> [Task brief] Among the lines below, a stretch begins at the one with "use crate::store::adapter::StorageAdapter;" and ends at the one with "Plain credential match". Repeat that stretch exactly, ends included.

> [Collected data entries]
*** Block opens ***

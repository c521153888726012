use serde::{Deserialize, Deserializer, Serialize, Serializer};

#[derive(Debug, Clone, PartialEq, Eq)]
pub enum Group {
    A,
    B,
    C,
    D,
    E,
    Legacy(String),
}

impl Group {
    pub fn as_str(&self) -> &str {
        match self {
            Group::A => "Group A",
            Group::B => "Group B",
            Group::C => "Group C",
            Group::D => "Group D",
            Group::E => "Group E",
            Group::Legacy(s) => s,
        }
    }

    pub fn from_wire(s: &str) -> Self {
        match s {
            "Group A" => Group::A,
            "Group B" => Group::B,
            "Group C" => Group::C,
            "Group D" => Group::D,
            "Group E" => Group::E,
            other => Group::Legacy(other.to_string()),
        }
    }
}

impl Default for Group {
    fn default() -> Self {
        Group::A
    }
}

impl Serialize for Group {
    fn serialize<S: Serializer>(&self, serializer: S) -> Result<S::Ok, S::Error> {
        serializer.serialize_str(self.as_str())
    }
}

impl<'de> Deserialize<'de> for Group {
    fn deserialize<D: Deserializer<'de>>(deserializer: D) -> Result<Self, D::Error> {
        let s = String::deserialize(deserializer)?;
        Ok(Group::from_wire(&s))
    }
}
use clap::{Parser, Subcommand};

/// Command-line interface definition for projtrack
/// CLI application to track client project records with SQLite
#[derive(Parser)]
#[command(
    name = "projtrack",
    version = env!("CARGO_PKG_VERSION"),
    about = "A simple project tracking CLI: manage client records, deadlines and daily check-ins using SQLite",
    long_about = None
)]
pub struct Cli {
    /// Override database path (useful for tests or custom DB)
    #[arg(global = true, long = "db")]
    pub db: Option<String>,

    /// Run in test mode (no config file update)
    #[arg(global = true, long = "test", hide = true)]
    pub test: bool,

    #[command(subcommand)]
    pub command: Commands,
}

#[derive(Subcommand)]
pub enum Commands {
    /// Initialize the database and configuration
    Init,

    /// Manage the configuration file
    Config {
        #[arg(long = "print", help = "Print the current configuration file")]
        print_config: bool,
    },

    /// Print or manage the internal log table
    Log {
        #[arg(long = "print", help = "Print rows from the internal log table")]
        print: bool,
    },

    /// Sign in against the stored credential list
    Login {
        /// Email address
        #[arg(long)]
        email: String,

        /// Password
        #[arg(long)]
        password: String,
    },

    /// List project records with their overdue status
    List,

    /// Show every field of a single record
    Show {
        /// Zero-based record index
        index: usize,
    },

    /// Add a new project record
    Add {
        /// Project name (required)
        #[arg(long)]
        project: Option<String>,

        /// Client name (required)
        #[arg(long)]
        client: Option<String>,

        /// Project manager: Komal, Pankaj, Rahul, Khanak, Shubham, Kajal
        #[arg(long = "pm")]
        project_manager: Option<String>,

        /// Sales discussion channel: Email, Whatsapp, Slack
        #[arg(long = "sales")]
        sales_discussion: Option<String>,

        /// Team lead
        #[arg(long = "lead")]
        team_lead: Option<String>,

        /// Status: "Not started", "ON TRACK", "At Risk", "Off Track", ...
        #[arg(long)]
        status: Option<String>,

        /// Category: "Redesign/Theme update", "Troubleshoot", "Audit", ...
        #[arg(long)]
        category: Option<String>,

        /// Team lead discussion channel: "No group", "On Whatsapp", ...
        #[arg(long)]
        discussion: Option<String>,

        /// Start date (YYYY-MM-DD, required)
        #[arg(long)]
        start: Option<String>,

        /// End date (YYYY-MM-DD, required); drives the overdue badge
        #[arg(long)]
        end: Option<String>,

        /// Target month (YYYY-MM)
        #[arg(long)]
        month: Option<String>,

        /// Group: "Group A" .. "Group E"
        #[arg(long)]
        group: Option<String>,

        /// Priority: High, Medium, Low
        #[arg(long)]
        priority: Option<String>,

        /// Additional comments from the team lead
        #[arg(long)]
        comments: Option<String>,
    },

    /// Edit one field of a record
    Edit {
        /// Zero-based record index
        index: usize,

        /// Field key (project, dailyCheck, status, endDate, ...)
        field: String,

        /// New value; date fields take the YYYY-MM-DD picker format
        value: String,
    },
}
use crate::cli::parser::Commands;
use crate::config::Config;
use crate::errors::AppResult;

pub fn handle(cmd: &Commands, cfg: &Config) -> AppResult<()> {
    if let Commands::Config { print_config } = cmd
        && *print_config
    {
        println!("📄 Current configuration:");
        println!("{}", serde_yaml::to_string(cfg).unwrap_or_default());
    }
    Ok(())
}
#![allow(dead_code)]
use assert_cmd::{Command, cargo_bin_cmd};
use std::env;
use std::fs;
use std::path::PathBuf;

pub fn pt() -> Command {
    cargo_bin_cmd!("projtrack")
}

/// Create a unique test DB path inside the system temp dir and remove any existing file
pub fn setup_test_db(name: &str) -> String {
    let mut path: PathBuf = env::temp_dir();
    path.push(format!("{}_projtrack.sqlite", name));
    let db_path = path.to_string_lossy().to_string();
    fs::remove_file(&db_path).ok();
    db_path
}

/// Initialize the store and add one complete record useful for many tests
pub fn init_db_with_data(db_path: &str) {
    pt().args(["--db", db_path, "--test", "init"])
        .assert()
        .success();

    pt().args([
        "--db",
        db_path,
        "add",
        "--project",
        "Orbit landing page",
        "--client",
        "Orbit Labs",
        "--start",
        "2025-09-01",
        "--end",
        "2025-09-30",
    ])
    .assert()
    .success();
}
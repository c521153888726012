use crate::cli::commands::audit;
use crate::cli::parser::Commands;
use crate::config::Config;
use crate::errors::{AppError, AppResult};
use crate::store::AUTH_USERS_KEY;
use crate::store::adapter::StorageAdapter;
use crate::store::bootstrap::{AuthUser, seed_auth_users};
use crate::store::sqlite::SqliteStore;
use crate::ui::messages::success;

/// Plain credential match against the stored `auth-users` list.
/// No hashing, no lockout: the sign-in screen is a collaborator, not a
/// security boundary.
pub fn handle(cmd: &Commands, cfg: &Config) -> AppResult<()> {
    if let Commands::Login { email, password } = cmd {
        let mut db = SqliteStore::open(&cfg.database)?;

        // The sign-in screen seeds the default credential list on first use.
        seed_auth_users(&mut db)?;

        // A malformed credential list behaves as an empty one.
        let users: Vec<AuthUser> = db
            .load(AUTH_USERS_KEY)?
            .and_then(|blob| serde_json::from_str(&blob).ok())
            .unwrap_or_default();

        let matched = users
            .iter()
            .any(|u| u.email == *email && u.password == *password);

        if !matched {
            return Err(AppError::InvalidCredentials);
        }

        success(format!("Welcome back! Signed in as {}", email));
        audit(cfg, "login", "Sign in", &format!("email={}", email));
    }

    Ok(())
}
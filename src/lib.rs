//! projtrack library root.
//! Exposes CLI parser, high-level run() function, and internal modules.

pub mod cli;
pub mod config;
pub mod core;
pub mod errors;
pub mod models;
pub mod store;
pub mod ui;
pub mod utils;

use clap::Parser;
use cli::parser::{Cli, Commands};
use config::Config;
use errors::AppResult;

/// Central command dispatcher
pub fn dispatch(cli: &Cli, cfg: &Config) -> AppResult<()> {
    match &cli.command {
        Commands::Init => cli::commands::init::handle(cli, cfg),
        Commands::Config { .. } => cli::commands::config::handle(&cli.command, cfg),
        Commands::Log { .. } => cli::commands::log::handle(&cli.command, cfg),
        Commands::Login { .. } => cli::commands::login::handle(&cli.command, cfg),
        Commands::List => cli::commands::list::handle(cfg),
        Commands::Show { .. } => cli::commands::show::handle(&cli.command, cfg),
        Commands::Add { .. } => cli::commands::add::handle(&cli.command, cfg),
        Commands::Edit { .. } => cli::commands::edit::handle(&cli.command, cfg),
    }
}

/// Entry point used by main.rs
pub fn run() -> AppResult<()> {
    let cli = Cli::parse();

    // Load the config once, then apply a possible --db override.
    let mut cfg = Config::load();
    if let Some(custom_db) = &cli.db {
        cfg.database = custom_db.clone();
    }

    dispatch(&cli, &cfg)
}
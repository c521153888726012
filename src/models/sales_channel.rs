use serde::{Deserialize, Deserializer, Serialize, Serializer};

/// Channel the sales discussion happened on (`salesDiscussion` on the wire).
#[derive(Debug, Clone, PartialEq, Eq)]
pub enum SalesChannel {
    Email,
    Whatsapp,
    Slack,
    Legacy(String),
}

impl SalesChannel {
    pub fn as_str(&self) -> &str {
        match self {
            SalesChannel::Email => "Email",
            SalesChannel::Whatsapp => "Whatsapp",
            SalesChannel::Slack => "Slack",
            SalesChannel::Legacy(s) => s,
        }
    }

    pub fn from_wire(s: &str) -> Self {
        match s {
            "Email" => SalesChannel::Email,
            "Whatsapp" => SalesChannel::Whatsapp,
            "Slack" => SalesChannel::Slack,
            other => SalesChannel::Legacy(other.to_string()),
        }
    }
}

impl Default for SalesChannel {
    fn default() -> Self {
        SalesChannel::Email
    }
}

impl Serialize for SalesChannel {
    fn serialize<S: Serializer>(&self, serializer: S) -> Result<S::Ok, S::Error> {
        serializer.serialize_str(self.as_str())
    }
}

impl<'de> Deserialize<'de> for SalesChannel {
    fn deserialize<D: Deserializer<'de>>(deserializer: D) -> Result<Self, D::Error> {
        let s = String::deserialize(deserializer)?;
        Ok(SalesChannel::from_wire(&s))
    }
}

*** Block closes ***

> [Task solution]
use crate::store::adapter::StorageAdapter;
use crate::store::bootstrap::{AuthUser, seed_auth_users};
use crate::store::sqlite::SqliteStore;
use crate::ui::messages::success;

/// Plain credential match against the stored `auth-users` list.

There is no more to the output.